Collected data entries

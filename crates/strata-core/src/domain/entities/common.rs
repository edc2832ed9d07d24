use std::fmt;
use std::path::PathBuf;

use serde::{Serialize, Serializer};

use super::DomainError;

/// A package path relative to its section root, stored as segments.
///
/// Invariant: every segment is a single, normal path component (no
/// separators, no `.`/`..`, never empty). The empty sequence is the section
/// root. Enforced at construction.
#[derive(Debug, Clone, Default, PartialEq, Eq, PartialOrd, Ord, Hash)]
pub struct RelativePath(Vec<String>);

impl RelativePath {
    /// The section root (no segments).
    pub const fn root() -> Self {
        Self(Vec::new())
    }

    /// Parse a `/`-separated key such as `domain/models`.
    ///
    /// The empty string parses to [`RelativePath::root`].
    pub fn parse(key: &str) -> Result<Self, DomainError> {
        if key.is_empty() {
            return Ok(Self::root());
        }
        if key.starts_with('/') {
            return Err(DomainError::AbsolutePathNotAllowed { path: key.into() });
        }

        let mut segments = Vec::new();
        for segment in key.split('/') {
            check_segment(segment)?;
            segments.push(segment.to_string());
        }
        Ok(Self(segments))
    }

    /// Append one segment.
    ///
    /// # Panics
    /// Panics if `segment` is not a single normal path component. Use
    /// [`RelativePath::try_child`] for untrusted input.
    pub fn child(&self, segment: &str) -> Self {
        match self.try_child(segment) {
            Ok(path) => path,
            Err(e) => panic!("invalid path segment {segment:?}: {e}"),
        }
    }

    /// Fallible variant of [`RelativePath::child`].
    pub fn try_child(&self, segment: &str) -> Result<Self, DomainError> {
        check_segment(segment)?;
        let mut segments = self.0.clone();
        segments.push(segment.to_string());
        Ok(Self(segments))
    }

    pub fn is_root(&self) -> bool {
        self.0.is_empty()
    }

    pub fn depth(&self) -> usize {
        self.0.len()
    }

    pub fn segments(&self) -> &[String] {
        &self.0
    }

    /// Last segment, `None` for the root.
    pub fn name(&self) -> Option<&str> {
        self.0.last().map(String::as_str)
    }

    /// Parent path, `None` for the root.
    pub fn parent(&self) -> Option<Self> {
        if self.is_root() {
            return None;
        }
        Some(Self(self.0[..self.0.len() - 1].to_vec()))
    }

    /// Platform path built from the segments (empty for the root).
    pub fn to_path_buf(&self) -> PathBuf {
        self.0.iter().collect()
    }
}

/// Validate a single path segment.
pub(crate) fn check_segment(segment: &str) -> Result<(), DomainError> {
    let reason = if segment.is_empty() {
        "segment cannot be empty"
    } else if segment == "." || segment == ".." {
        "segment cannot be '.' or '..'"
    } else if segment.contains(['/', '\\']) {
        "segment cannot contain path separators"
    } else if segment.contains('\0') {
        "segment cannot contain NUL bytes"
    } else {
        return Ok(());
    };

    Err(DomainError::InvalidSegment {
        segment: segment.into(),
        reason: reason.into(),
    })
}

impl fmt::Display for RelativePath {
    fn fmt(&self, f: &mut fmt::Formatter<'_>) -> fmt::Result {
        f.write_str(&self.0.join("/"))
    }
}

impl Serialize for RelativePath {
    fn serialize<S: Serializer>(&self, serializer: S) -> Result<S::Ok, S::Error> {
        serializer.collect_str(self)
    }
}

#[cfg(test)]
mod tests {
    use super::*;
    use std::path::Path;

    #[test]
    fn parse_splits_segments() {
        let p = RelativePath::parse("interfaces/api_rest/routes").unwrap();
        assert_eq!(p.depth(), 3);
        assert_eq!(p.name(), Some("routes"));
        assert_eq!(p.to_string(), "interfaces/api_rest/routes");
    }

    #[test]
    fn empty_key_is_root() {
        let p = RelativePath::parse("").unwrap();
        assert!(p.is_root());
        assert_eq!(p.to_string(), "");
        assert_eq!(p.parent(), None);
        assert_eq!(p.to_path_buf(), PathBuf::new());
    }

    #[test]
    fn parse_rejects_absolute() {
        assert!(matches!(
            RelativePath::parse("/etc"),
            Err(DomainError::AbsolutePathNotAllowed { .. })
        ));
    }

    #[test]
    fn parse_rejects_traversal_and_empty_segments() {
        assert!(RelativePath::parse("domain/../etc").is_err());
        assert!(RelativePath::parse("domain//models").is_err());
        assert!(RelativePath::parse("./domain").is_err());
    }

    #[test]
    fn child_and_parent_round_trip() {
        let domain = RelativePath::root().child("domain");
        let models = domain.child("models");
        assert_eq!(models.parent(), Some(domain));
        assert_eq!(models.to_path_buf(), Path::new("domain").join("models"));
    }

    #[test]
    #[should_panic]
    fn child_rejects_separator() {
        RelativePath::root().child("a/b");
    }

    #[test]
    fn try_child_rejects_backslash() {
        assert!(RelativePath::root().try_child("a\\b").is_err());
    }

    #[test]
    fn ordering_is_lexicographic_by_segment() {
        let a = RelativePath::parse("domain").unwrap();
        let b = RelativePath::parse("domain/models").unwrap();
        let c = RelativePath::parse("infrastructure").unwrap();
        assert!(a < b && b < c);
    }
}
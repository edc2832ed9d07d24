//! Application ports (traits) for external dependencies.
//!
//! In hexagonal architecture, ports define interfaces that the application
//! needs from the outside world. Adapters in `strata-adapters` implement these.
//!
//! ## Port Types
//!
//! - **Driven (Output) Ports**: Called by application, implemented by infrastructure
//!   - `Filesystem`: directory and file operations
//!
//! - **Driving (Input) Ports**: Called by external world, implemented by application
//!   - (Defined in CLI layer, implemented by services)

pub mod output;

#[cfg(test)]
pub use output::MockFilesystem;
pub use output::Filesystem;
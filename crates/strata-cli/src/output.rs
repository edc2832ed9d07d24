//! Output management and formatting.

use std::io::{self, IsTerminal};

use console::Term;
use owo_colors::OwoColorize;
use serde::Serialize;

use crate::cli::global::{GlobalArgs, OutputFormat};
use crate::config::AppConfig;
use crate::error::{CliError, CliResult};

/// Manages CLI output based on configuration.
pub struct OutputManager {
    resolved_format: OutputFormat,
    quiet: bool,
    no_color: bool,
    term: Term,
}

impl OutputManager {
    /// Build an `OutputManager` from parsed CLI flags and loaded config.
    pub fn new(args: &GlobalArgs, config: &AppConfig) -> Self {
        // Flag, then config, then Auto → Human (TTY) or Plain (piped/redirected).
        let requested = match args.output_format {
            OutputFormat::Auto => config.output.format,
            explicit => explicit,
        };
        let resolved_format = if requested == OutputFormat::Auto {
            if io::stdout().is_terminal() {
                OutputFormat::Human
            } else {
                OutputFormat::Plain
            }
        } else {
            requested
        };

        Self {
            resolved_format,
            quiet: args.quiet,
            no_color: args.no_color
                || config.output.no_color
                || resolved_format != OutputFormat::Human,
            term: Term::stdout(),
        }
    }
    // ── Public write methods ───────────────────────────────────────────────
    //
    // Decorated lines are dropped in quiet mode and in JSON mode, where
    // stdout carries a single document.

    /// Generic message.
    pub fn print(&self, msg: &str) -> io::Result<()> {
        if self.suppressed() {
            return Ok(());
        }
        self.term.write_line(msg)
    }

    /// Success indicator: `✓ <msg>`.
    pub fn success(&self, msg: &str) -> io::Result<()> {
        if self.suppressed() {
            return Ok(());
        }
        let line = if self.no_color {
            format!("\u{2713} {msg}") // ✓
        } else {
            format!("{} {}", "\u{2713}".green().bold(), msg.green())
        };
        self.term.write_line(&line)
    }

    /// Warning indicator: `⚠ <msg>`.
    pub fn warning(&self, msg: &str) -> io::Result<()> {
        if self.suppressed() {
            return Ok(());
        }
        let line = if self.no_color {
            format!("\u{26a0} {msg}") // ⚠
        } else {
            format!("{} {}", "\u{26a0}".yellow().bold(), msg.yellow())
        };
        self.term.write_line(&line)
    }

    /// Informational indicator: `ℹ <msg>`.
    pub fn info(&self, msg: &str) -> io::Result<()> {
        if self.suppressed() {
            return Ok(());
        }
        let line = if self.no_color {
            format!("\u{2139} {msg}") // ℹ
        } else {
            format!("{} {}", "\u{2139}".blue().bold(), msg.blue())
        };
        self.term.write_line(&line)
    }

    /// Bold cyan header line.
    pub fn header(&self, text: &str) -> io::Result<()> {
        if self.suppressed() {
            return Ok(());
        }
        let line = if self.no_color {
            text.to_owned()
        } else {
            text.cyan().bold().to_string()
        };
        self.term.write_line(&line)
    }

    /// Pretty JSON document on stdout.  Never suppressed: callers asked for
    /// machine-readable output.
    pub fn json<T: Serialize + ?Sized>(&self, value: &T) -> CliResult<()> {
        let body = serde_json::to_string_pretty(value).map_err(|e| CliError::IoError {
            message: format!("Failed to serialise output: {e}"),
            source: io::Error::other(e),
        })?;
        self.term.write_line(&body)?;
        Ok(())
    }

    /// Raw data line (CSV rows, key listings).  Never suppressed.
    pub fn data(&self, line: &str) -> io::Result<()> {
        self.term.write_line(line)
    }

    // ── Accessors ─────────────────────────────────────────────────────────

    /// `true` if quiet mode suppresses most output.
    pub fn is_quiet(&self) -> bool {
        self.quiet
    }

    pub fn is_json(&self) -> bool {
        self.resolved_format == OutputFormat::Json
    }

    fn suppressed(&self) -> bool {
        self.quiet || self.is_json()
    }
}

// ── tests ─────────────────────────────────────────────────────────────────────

Description of the task:
Output the records above exactly, from their first line through the line that contains "Enforced at construction.", and add nothing.

Completed task:
filename crates/strata-core/src/domain/entities/common.rs
repository edc2832ed9d07d24
use std::fmt;
use std::path::PathBuf;

use serde::{Serialize, Serializer};

use super::DomainError;

/// A package path relative to its section root, stored as segments.
///
/// Invariant: every segment is a single, normal path component (no
/// separators, no `.`/`..`, never empty). The empty sequence is the section
/// root. Enforced at construction.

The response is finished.